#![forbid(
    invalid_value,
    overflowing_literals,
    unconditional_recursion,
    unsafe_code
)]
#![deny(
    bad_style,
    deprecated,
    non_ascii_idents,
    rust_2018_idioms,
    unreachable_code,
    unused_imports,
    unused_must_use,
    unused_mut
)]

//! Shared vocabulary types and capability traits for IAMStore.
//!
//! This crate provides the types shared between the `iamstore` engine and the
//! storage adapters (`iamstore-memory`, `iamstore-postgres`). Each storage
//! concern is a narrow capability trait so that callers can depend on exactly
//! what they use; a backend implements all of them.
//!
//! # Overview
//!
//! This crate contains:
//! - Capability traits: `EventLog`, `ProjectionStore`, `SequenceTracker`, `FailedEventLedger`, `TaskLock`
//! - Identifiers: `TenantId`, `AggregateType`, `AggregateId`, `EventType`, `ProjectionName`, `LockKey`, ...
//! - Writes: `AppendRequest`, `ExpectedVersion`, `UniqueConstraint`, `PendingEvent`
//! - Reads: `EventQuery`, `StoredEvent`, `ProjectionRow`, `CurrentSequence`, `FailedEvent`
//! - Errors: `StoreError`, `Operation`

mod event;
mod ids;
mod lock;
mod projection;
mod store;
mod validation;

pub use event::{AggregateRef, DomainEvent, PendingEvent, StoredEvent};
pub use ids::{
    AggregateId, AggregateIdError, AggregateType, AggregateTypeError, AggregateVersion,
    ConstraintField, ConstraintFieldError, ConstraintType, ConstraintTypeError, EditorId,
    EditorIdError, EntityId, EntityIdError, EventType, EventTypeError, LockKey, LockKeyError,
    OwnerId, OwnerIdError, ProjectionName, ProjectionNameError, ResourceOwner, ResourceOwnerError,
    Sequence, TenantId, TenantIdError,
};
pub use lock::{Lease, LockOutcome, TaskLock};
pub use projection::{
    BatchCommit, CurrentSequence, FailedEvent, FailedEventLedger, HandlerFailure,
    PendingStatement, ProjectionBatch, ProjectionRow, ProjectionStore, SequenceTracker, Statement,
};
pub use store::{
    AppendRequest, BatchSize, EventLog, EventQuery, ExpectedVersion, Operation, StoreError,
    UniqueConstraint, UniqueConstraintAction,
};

▸ **Instructions for the task**
Write the material out once more so that every line matches the original.

▸ **Completed task**
#![forbid(
    invalid_value,
    overflowing_literals,
    unconditional_recursion,
    unsafe_code
)]
#![deny(
    bad_style,
    deprecated,
    non_ascii_idents,
    rust_2018_idioms,
    unreachable_code,
    unused_imports,
    unused_must_use,
    unused_mut
)]

//! Shared vocabulary types and capability traits for IAMStore.
//!
//! This crate provides the types shared between the `iamstore` engine and the
//! storage adapters (`iamstore-memory`, `iamstore-postgres`). Each storage
//! concern is a narrow capability trait so that callers can depend on exactly
//! what they use; a backend implements all of them.
//!
//! # Overview
//!
//! This crate contains:
//! - Capability traits: `EventLog`, `ProjectionStore`, `SequenceTracker`, `FailedEventLedger`, `TaskLock`
//! - Identifiers: `TenantId`, `AggregateType`, `AggregateId`, `EventType`, `ProjectionName`, `LockKey`, ...
//! - Writes: `AppendRequest`, `ExpectedVersion`, `UniqueConstraint`, `PendingEvent`
//! - Reads: `EventQuery`, `StoredEvent`, `ProjectionRow`, `CurrentSequence`, `FailedEvent`
//! - Errors: `StoreError`, `Operation`

mod event;
mod ids;
mod lock;
mod projection;
mod store;
mod validation;

pub use event::{AggregateRef, DomainEvent, PendingEvent, StoredEvent};
pub use ids::{
    AggregateId, AggregateIdError, AggregateType, AggregateTypeError, AggregateVersion,
    ConstraintField, ConstraintFieldError, ConstraintType, ConstraintTypeError, EditorId,
    EditorIdError, EntityId, EntityIdError, EventType, EventTypeError, LockKey, LockKeyError,
    OwnerId, OwnerIdError, ProjectionName, ProjectionNameError, ResourceOwner, ResourceOwnerError,
    Sequence, TenantId, TenantIdError,
};
pub use lock::{Lease, LockOutcome, TaskLock};
pub use projection::{
    BatchCommit, CurrentSequence, FailedEvent, FailedEventLedger, HandlerFailure,
    PendingStatement, ProjectionBatch, ProjectionRow, ProjectionStore, SequenceTracker, Statement,
};
pub use store::{
    AppendRequest, BatchSize, EventLog, EventQuery, ExpectedVersion, Operation, StoreError,
    UniqueConstraint, UniqueConstraintAction,
};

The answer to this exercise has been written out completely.